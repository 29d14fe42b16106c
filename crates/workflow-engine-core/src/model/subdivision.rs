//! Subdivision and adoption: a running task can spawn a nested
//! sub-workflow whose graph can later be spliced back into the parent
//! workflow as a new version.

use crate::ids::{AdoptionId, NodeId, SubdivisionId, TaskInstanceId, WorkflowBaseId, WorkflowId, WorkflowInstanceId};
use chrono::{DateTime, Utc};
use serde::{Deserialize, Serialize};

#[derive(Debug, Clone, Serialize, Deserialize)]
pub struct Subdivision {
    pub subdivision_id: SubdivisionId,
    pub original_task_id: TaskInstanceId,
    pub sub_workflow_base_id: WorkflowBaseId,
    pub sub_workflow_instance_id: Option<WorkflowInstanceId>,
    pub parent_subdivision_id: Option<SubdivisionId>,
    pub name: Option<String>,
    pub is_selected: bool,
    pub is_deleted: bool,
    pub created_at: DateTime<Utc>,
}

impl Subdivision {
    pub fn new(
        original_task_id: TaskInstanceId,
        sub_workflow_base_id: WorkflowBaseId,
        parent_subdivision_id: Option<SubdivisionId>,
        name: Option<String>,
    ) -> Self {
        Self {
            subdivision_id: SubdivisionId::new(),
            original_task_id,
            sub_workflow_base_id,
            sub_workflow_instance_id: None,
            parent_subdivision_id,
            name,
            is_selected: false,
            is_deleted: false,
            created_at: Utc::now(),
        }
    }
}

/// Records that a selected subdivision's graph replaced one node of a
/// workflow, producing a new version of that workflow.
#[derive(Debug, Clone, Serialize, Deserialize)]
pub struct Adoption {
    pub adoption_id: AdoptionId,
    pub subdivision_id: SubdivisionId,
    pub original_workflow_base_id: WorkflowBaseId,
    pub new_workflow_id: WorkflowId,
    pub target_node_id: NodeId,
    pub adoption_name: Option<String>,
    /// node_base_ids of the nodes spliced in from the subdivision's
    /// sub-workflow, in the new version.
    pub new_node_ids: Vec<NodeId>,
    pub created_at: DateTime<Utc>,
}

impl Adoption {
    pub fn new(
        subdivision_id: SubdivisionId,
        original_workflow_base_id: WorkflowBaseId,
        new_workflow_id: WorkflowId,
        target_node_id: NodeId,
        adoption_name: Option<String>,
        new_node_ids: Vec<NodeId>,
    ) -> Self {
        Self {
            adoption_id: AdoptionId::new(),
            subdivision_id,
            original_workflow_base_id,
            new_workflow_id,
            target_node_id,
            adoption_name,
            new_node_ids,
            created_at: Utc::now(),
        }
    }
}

□ □ □ □ □

■ **TASK DIRECTIONS**
Above are the records; retype every one exactly.

■ **ANSWER**
repository 29d14fe42b16106c
filename crates/workflow-engine-core/src/model/subdivision.rs
//! Subdivision and adoption: a running task can spawn a nested
//! sub-workflow whose graph can later be spliced back into the parent
//! workflow as a new version.

use crate::ids::{AdoptionId, NodeId, SubdivisionId, TaskInstanceId, WorkflowBaseId, WorkflowId, WorkflowInstanceId};
use chrono::{DateTime, Utc};
use serde::{Deserialize, Serialize};

#[derive(Debug, Clone, Serialize, Deserialize)]
pub struct Subdivision {
    pub subdivision_id: SubdivisionId,
    pub original_task_id: TaskInstanceId,
    pub sub_workflow_base_id: WorkflowBaseId,
    pub sub_workflow_instance_id: Option<WorkflowInstanceId>,
    pub parent_subdivision_id: Option<SubdivisionId>,
    pub name: Option<String>,
    pub is_selected: bool,
    pub is_deleted: bool,
    pub created_at: DateTime<Utc>,
}

impl Subdivision {
    pub fn new(
        original_task_id: TaskInstanceId,
        sub_workflow_base_id: WorkflowBaseId,
        parent_subdivision_id: Option<SubdivisionId>,
        name: Option<String>,
    ) -> Self {
        Self {
            subdivision_id: SubdivisionId::new(),
            original_task_id,
            sub_workflow_base_id,
            sub_workflow_instance_id: None,
            parent_subdivision_id,
            name,
            is_selected: false,
            is_deleted: false,
            created_at: Utc::now(),
        }
    }
}

/// Records that a selected subdivision's graph replaced one node of a
/// workflow, producing a new version of that workflow.
#[derive(Debug, Clone, Serialize, Deserialize)]
pub struct Adoption {
    pub adoption_id: AdoptionId,
    pub subdivision_id: SubdivisionId,
    pub original_workflow_base_id: WorkflowBaseId,
    pub new_workflow_id: WorkflowId,
    pub target_node_id: NodeId,
    pub adoption_name: Option<String>,
    /// node_base_ids of the nodes spliced in from the subdivision's
    /// sub-workflow, in the new version.
    pub new_node_ids: Vec<NodeId>,
    pub created_at: DateTime<Utc>,
}

impl Adoption {
    pub fn new(
        subdivision_id: SubdivisionId,
        original_workflow_base_id: WorkflowBaseId,
        new_workflow_id: WorkflowId,
        target_node_id: NodeId,
        adoption_name: Option<String>,
        new_node_ids: Vec<NodeId>,
    ) -> Self {
        Self {
            adoption_id: AdoptionId::new(),
            subdivision_id,
            original_workflow_base_id,
            new_workflow_id,
            target_node_id,
            adoption_name,
            new_node_ids,
            created_at: Utc::now(),
        }
    }
}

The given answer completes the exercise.